Adalet arayışında olan herkese umudun, Melike’nin ardında bıraktığı anılarda gizli kaldığını söyleyen aktivistler, duyarlılığın ve farkındalığın artmasını sağlamak için duruşmanın toplum üzerindeki etkisini vurguladılar. İşte bu noktada, davanın sadece bir kişinin başına gelen trajedi olmadığını, aynı zamanda toplumun vicdanını sorgulatan bir durum olduğuna dikkat çekmek gerekiyor. Mahkeme, ele alınacak olan tanıklar ve uzman görüşleri sonrası bir karar alacak ancak gözler bir yandan da hukukun bu tür vakalar karşısındaki tutumuna dönük eleştirilerde yoğunlaşmış durumda.

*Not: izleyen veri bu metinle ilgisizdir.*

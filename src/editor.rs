//! Editing-session state for the create/edit product screen.
//!
//! The editor owns raw field drafts, the category selection and the
//! field-level validation errors. Nothing is validated until
//! [`ProductEditor::finish`], mirroring the console's save-time checks;
//! editing a field clears that field's previous error immediately.

use crate::domain::product::{Product, ProductPayload};
use crate::domain::types::{
    CategoryId, ProductId, ProductName, ProductPrice, ProductQuantity, ProductSku, ProductStatus,
    ProductWeight,
};
use crate::tree::{CategoryForest, CategorySelection};

const NAME_REQUIRED: &str = "Product name is required";
const SKU_REQUIRED: &str = "SKU is required";
const SKU_TAKEN: &str = "This SKU is already taken. Please choose another.";
const PRICE_REQUIRED: &str = "Price must be greater than zero";
const CATEGORY_REQUIRED: &str = "Select at least one category";

/// Field-level validation errors surfaced next to the offending inputs.
#[derive(Debug, Clone, Default, PartialEq, Eq)]
pub struct ProductFormErrors {
    pub name: Option<String>,
    pub sku: Option<String>,
    pub price: Option<String>,
    pub category: Option<String>,
}

impl ProductFormErrors {
    pub fn is_empty(&self) -> bool {
        self.name.is_none() && self.sku.is_none() && self.price.is_none() && self.category.is_none()
    }
}

/// Draft state for one product editing session.
///
/// Created empty for a new product or seeded from an existing one, and
/// discarded once [`Self::finish`] produces a payload or the user cancels.
#[derive(Debug, Clone, Default)]
pub struct ProductEditor {
    product_id: Option<ProductId>,
    name: String,
    sku: String,
    price: Option<f64>,
    quantity: i32,
    weight: Option<f64>,
    short_description: String,
    description: String,
    status: ProductStatus,
    is_taxable: bool,
    allow_backorder: bool,
    selection: CategorySelection,
    errors: ProductFormErrors,
}

impl ProductEditor {
    /// Fresh session for creating a product. Quantity starts at 1, the
    /// screen's default.
    pub fn new() -> Self {
        Self {
            quantity: 1,
            ..Self::default()
        }
    }

    /// Session seeded from an existing product, including its category
    /// associations (deduplicated).
    pub fn edit(product: &Product) -> Self {
        Self {
            product_id: Some(product.id),
            name: product.name.as_str().to_string(),
            sku: product.sku.as_str().to_string(),
            price: Some(product.price.get()),
            quantity: product.quantity.get(),
            weight: product.weight.map(ProductWeight::get),
            short_description: product.short_description.clone().unwrap_or_default(),
            description: product.description.clone().unwrap_or_default(),
            status: product.status,
            is_taxable: product.is_taxable,
            allow_backorder: product.allow_backorder,
            selection: CategorySelection::from_ids(product.category_ids.iter().copied()),
            errors: ProductFormErrors::default(),
        }
    }

    /// Identifier of the product being edited, `None` in create mode.
    pub fn product_id(&self) -> Option<ProductId> {
        self.product_id
    }

    pub fn set_name(&mut self, name: impl Into<String>) {
        self.name = name.into();
        self.errors.name = None;
    }

    pub fn set_sku(&mut self, sku: impl Into<String>) {
        self.sku = sku.into();
        self.errors.sku = None;
    }

    pub fn set_price(&mut self, price: Option<f64>) {
        self.price = price;
        self.errors.price = None;
    }

    pub fn set_quantity(&mut self, quantity: i32) {
        self.quantity = quantity;
    }

    pub fn set_weight(&mut self, weight: Option<f64>) {
        self.weight = weight;
    }

    pub fn set_short_description(&mut self, value: impl Into<String>) {
        self.short_description = value.into();
    }

    pub fn set_description(&mut self, value: impl Into<String>) {
        self.description = value.into();
    }

    pub fn set_status(&mut self, status: ProductStatus) {
        self.status = status;
    }

    pub fn set_taxable(&mut self, taxable: bool) {
        self.is_taxable = taxable;
    }

    pub fn set_allow_backorder(&mut self, allow: bool) {
        self.allow_backorder = allow;
    }

    /// Cascading category toggle, delegating to the selection set.
    ///
    /// Once the selection is non-empty any pending "category required"
    /// error is cleared; emptying the selection does not re-raise it, the
    /// requirement is only checked again at save time.
    pub fn toggle_category(&mut self, target: CategoryId, forest: &CategoryForest<'_>) {
        self.selection.toggle(target, forest);
        if !self.selection.is_empty() {
            self.errors.category = None;
        }
    }

    pub fn selection(&self) -> &CategorySelection {
        &self.selection
    }

    pub fn errors(&self) -> &ProductFormErrors {
        &self.errors
    }

    /// Records a duplicate-SKU rejection from the save collaborator against
    /// the sku field, the way a 400 response is surfaced on screen.
    pub fn mark_sku_taken(&mut self) {
        self.errors.sku = Some(SKU_TAKEN.to_string());
    }

    /// Validates the draft and builds the save payload.
    ///
    /// On failure the field errors are recorded on the editor and `None` is
    /// returned; save is simply not attempted.
    pub fn finish(&mut self) -> Option<ProductPayload> {
        let mut errors = ProductFormErrors::default();

        let name = match ProductName::new(self.name.clone()) {
            Ok(name) => Some(name),
            Err(_) => {
                errors.name = Some(NAME_REQUIRED.to_string());
                None
            }
        };
        let sku = match ProductSku::new(self.sku.clone()) {
            Ok(sku) => Some(sku),
            Err(_) => {
                errors.sku = Some(SKU_REQUIRED.to_string());
                None
            }
        };
        let price = match self.price {
            Some(value) if value > 0.0 => ProductPrice::new(value).ok(),
            _ => None,
        };
        if price.is_none() {
            errors.price = Some(PRICE_REQUIRED.to_string());
        }
        if self.selection.is_empty() {
            errors.category = Some(CATEGORY_REQUIRED.to_string());
        }

        if !errors.is_empty() {
            self.errors = errors;
            return None;
        }
        self.errors = ProductFormErrors::default();

        Some(ProductPayload {
            // All three are Some once errors.is_empty() held above.
            name: name?,
            sku: sku?,
            price: price?,
            quantity: ProductQuantity::new(self.quantity.max(0)).unwrap_or_default(),
            weight: self.weight.and_then(|w| ProductWeight::new(w).ok()),
            short_description: non_empty(&self.short_description),
            description: non_empty(&self.description),
            status: self.status,
            is_taxable: self.is_taxable,
            allow_backorder: self.allow_backorder,
            category_ids: self.selection.ids(),
        })
    }
}

fn non_empty(value: &str) -> Option<String> {
    let trimmed = value.trim();
    if trimmed.is_empty() {
        None
    } else {
        Some(trimmed.to_string())
    }
}
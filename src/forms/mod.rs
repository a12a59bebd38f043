//! Raw input forms and their validated payload counterparts.
//!
//! Each raw form is a deserializable struct checked with `validator`, then
//! converted into a strongly-typed payload via `TryFrom`; services only
//! ever see payloads.

pub mod categories;
pub mod customers;
pub mod products;
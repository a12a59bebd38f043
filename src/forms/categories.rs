use chrono::Utc;
use serde::Deserialize;
use thiserror::Error;
use validator::{Validate, ValidationErrors};

use crate::domain::category::NewCategory;
use crate::domain::types::{CategoryId, CategoryName, TypeConstraintError};

fn normalize_description(value: Option<String>) -> Option<String> {
    value.and_then(|d| {
        let trimmed = d.trim().to_string();
        if trimmed.is_empty() { None } else { Some(trimmed) }
    })
}

#[derive(Deserialize, Validate)]
pub struct AddCategoryForm {
    #[validate(length(min = 1))]
    pub name: String,
    pub description: Option<String>,
    #[validate(range(min = 1))]
    pub parent_id: Option<i32>,
}

#[derive(Debug, Clone, PartialEq)]
pub struct AddCategoryFormPayload {
    pub name: CategoryName,
    pub description: Option<String>,
    pub parent_id: Option<CategoryId>,
}

impl AddCategoryFormPayload {
    pub fn into_new_category(self) -> NewCategory {
        let now = Utc::now().naive_utc();
        NewCategory {
            name: self.name,
            description: self.description,
            parent_id: self.parent_id,
            created_at: now,
            updated_at: now,
        }
    }
}

#[derive(Debug, Error)]
pub enum AddCategoryFormError {
    #[error("Add category form validation failed: {0}")]
    Validation(String),
    #[error("Add category form contains invalid data: {0}")]
    TypeConstraint(String),
}

impl From<ValidationErrors> for AddCategoryFormError {
    fn from(value: ValidationErrors) -> Self {
        Self::Validation(value.to_string())
    }
}

impl From<TypeConstraintError> for AddCategoryFormError {
    fn from(value: TypeConstraintError) -> Self {
        Self::TypeConstraint(value.to_string())
    }
}

impl TryFrom<AddCategoryForm> for AddCategoryFormPayload {
    type Error = AddCategoryFormError;

    fn try_from(value: AddCategoryForm) -> Result<Self, Self::Error> {
        value.validate()?;
        Ok(Self {
            name: CategoryName::new(value.name)?,
            description: normalize_description(value.description),
            parent_id: value.parent_id.map(CategoryId::new).transpose()?,
        })
    }
}

#[derive(Deserialize, Validate)]
pub struct UpdateCategoryForm {
    #[validate(range(min = 1))]
    pub category_id: i32,
    #[validate(length(min = 1))]
    pub name: String,
    pub description: Option<String>,
    #[validate(range(min = 1))]
    pub parent_id: Option<i32>,
}

#[derive(Debug, Clone, PartialEq)]
pub struct UpdateCategoryFormPayload {
    pub category_id: CategoryId,
    pub name: CategoryName,
    pub description: Option<String>,
    pub parent_id: Option<CategoryId>,
}

#[derive(Debug, Error)]
pub enum UpdateCategoryFormError {
    #[error("Update category form validation failed: {0}")]
    Validation(String),
    #[error("Update category form contains invalid data: {0}")]
    TypeConstraint(String),
}

impl From<ValidationErrors> for UpdateCategoryFormError {
    fn from(value: ValidationErrors) -> Self {
        Self::Validation(value.to_string())
    }
}

impl From<TypeConstraintError> for UpdateCategoryFormError {
    fn from(value: TypeConstraintError) -> Self {
        Self::TypeConstraint(value.to_string())
    }
}

impl TryFrom<UpdateCategoryForm> for UpdateCategoryFormPayload {
    type Error = UpdateCategoryFormError;

    fn try_from(value: UpdateCategoryForm) -> Result<Self, Self::Error> {
        value.validate()?;
        Ok(Self {
            category_id: CategoryId::new(value.category_id)?,
            name: CategoryName::new(value.name)?,
            description: normalize_description(value.description),
            parent_id: value.parent_id.map(CategoryId::new).transpose()?,
        })
    }
}

#[cfg(test)]
mod tests {
    use super::*;

    #[test]
    fn add_category_trims_name_and_description() {
        let form = AddCategoryForm {
            name: "  Tea  ".to_string(),
            description: Some("   ".to_string()),
            parent_id: None,
        };

        let payload: AddCategoryFormPayload = form.try_into().unwrap();
        assert_eq!(payload.name.as_str(), "Tea");
        assert!(payload.description.is_none());
        assert!(payload.parent_id.is_none());
    }

    #[test]
    fn add_category_rejects_blank_names() {
        let form = AddCategoryForm {
            name: "   ".to_string(),
            description: None,
            parent_id: None,
        };

        let payload: Result<AddCategoryFormPayload, _> = form.try_into();
        assert!(payload.is_err());
    }

    #[test]
    fn update_category_carries_the_parent_reference() {
        let form = UpdateCategoryForm {
            category_id: 3,
            name: "Green Tea".to_string(),
            description: Some("Loose leaf".to_string()),
            parent_id: Some(1),
        };

        let payload: UpdateCategoryFormPayload = form.try_into().unwrap();
        assert_eq!(payload.category_id.get(), 3);
        assert_eq!(payload.parent_id.map(CategoryId::get), Some(1));
    }
}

Melike’nin hikayesi, birçok çocuğun sesini kaybetmemesi için bir nesne değil, bir insan olduğu gerçeğinde yatan yıpratıcı bir gerçeklik.... Duruşmanın ardından ne olacağı ve Melike’nin adaletinin ne ölçüde yerine geleceği, tüm Türkiye’nin ve özellikle de Melike’nin tanıdıklarının yakından takip ettiği bir mesele haline geldi. Hakim karşısındaki bu ilk duruşma, bir nevi toplumun ahlaki kaygılarının ve fonksiyonlarının bir sınavı niteliğindeydi. Melike’nin yaşadığı korkunç kader, bu davanın özeti değil, toplumun öz eleştirisinin de bir parçası olacak gibi görünüyor. Bu nedenle, verilen kararın yanı sıra, toplumda oluşturulacak olan bilinç ve duruş, Melike'nin hafızasını yaşatacak birer sembol haline gelecektir.